→ Activity
Please repeat the line that contains "self.trigger.run_now();" and every line after it, exactly, through the end of the records.

→ Extracted entries
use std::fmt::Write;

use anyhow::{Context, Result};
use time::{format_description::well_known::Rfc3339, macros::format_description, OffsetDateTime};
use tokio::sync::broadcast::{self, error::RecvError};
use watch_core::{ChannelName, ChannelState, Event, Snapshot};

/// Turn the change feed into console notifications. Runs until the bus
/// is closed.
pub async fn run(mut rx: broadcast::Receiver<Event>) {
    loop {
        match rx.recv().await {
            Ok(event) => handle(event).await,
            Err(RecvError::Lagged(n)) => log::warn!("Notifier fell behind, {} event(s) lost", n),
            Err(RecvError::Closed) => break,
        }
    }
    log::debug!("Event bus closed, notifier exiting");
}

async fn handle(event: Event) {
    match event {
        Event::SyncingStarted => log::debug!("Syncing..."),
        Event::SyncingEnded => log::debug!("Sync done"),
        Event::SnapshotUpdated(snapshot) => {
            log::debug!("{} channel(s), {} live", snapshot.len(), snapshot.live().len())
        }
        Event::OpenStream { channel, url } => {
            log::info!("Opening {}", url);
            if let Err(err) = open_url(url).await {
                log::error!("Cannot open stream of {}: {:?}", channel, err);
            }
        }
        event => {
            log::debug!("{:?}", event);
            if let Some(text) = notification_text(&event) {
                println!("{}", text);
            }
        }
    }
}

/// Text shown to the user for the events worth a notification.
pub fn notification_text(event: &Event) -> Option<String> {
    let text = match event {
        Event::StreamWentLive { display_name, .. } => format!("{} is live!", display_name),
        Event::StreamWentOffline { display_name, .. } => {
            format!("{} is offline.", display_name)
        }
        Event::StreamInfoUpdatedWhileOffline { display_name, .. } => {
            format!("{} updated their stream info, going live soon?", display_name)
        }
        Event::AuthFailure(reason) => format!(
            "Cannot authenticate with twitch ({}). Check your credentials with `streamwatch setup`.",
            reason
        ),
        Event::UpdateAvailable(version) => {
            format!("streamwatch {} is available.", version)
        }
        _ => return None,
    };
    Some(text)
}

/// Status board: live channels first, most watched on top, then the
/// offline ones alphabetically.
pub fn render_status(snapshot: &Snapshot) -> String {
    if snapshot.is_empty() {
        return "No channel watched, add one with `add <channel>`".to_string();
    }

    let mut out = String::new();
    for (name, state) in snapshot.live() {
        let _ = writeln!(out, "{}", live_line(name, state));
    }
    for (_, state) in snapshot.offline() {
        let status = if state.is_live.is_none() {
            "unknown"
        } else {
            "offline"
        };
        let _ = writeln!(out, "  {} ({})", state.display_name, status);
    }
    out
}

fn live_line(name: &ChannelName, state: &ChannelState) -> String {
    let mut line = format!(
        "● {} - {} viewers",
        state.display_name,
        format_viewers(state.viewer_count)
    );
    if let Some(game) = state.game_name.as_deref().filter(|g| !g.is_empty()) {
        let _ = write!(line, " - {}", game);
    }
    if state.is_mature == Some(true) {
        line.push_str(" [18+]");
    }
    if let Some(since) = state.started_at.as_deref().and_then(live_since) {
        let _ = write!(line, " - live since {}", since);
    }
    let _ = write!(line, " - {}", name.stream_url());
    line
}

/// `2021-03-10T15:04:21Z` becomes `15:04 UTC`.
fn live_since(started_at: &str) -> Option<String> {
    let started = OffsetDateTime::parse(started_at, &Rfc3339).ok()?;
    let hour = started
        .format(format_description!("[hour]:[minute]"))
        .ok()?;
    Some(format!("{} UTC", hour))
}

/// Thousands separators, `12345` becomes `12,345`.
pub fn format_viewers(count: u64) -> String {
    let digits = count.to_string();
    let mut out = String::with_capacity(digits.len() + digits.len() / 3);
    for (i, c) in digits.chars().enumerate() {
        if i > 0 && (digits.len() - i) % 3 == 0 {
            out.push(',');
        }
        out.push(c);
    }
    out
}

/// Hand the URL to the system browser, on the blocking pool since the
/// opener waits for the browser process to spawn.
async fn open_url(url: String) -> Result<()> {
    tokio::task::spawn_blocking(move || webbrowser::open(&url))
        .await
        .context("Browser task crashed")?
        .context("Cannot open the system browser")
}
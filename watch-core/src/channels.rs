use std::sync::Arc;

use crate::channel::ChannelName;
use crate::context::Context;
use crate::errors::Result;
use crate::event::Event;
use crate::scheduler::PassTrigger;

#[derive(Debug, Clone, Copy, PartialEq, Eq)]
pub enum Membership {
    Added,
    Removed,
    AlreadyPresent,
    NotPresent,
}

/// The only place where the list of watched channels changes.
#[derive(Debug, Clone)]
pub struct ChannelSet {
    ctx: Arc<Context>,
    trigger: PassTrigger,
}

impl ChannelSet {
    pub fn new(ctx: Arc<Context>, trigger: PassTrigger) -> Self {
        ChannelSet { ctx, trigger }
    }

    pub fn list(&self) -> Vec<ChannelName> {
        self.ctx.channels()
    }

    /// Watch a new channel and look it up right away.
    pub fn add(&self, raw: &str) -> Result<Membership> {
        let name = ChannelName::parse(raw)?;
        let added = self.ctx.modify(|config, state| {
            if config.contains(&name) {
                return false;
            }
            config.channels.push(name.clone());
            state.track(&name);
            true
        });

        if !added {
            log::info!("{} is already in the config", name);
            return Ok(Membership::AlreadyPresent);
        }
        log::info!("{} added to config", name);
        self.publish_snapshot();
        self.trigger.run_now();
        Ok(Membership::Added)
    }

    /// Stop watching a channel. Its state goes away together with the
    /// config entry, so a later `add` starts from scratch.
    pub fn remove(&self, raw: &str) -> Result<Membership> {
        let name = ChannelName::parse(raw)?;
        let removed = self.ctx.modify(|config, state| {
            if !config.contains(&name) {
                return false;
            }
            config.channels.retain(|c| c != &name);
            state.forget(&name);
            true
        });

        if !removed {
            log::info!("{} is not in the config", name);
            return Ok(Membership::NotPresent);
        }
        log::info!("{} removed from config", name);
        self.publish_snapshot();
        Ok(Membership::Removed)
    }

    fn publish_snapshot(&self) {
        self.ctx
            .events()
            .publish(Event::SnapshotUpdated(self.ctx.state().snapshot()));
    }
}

→ Exercise output
        self.trigger.run_now();
        Ok(Membership::Added)
    }

    /// Stop watching a channel. Its state goes away together with the
    /// config entry, so a later `add` starts from scratch.
    pub fn remove(&self, raw: &str) -> Result<Membership> {
        let name = ChannelName::parse(raw)?;
        let removed = self.ctx.modify(|config, state| {
            if !config.contains(&name) {
                return false;
            }
            config.channels.retain(|c| c != &name);
            state.forget(&name);
            true
        });

        if !removed {
            log::info!("{} is not in the config", name);
            return Ok(Membership::NotPresent);
        }
        log::info!("{} removed from config", name);
        self.publish_snapshot();
        Ok(Membership::Removed)
    }

    fn publish_snapshot(&self) {
        self.ctx
            .events()
            .publish(Event::SnapshotUpdated(self.ctx.state().snapshot()));
    }
}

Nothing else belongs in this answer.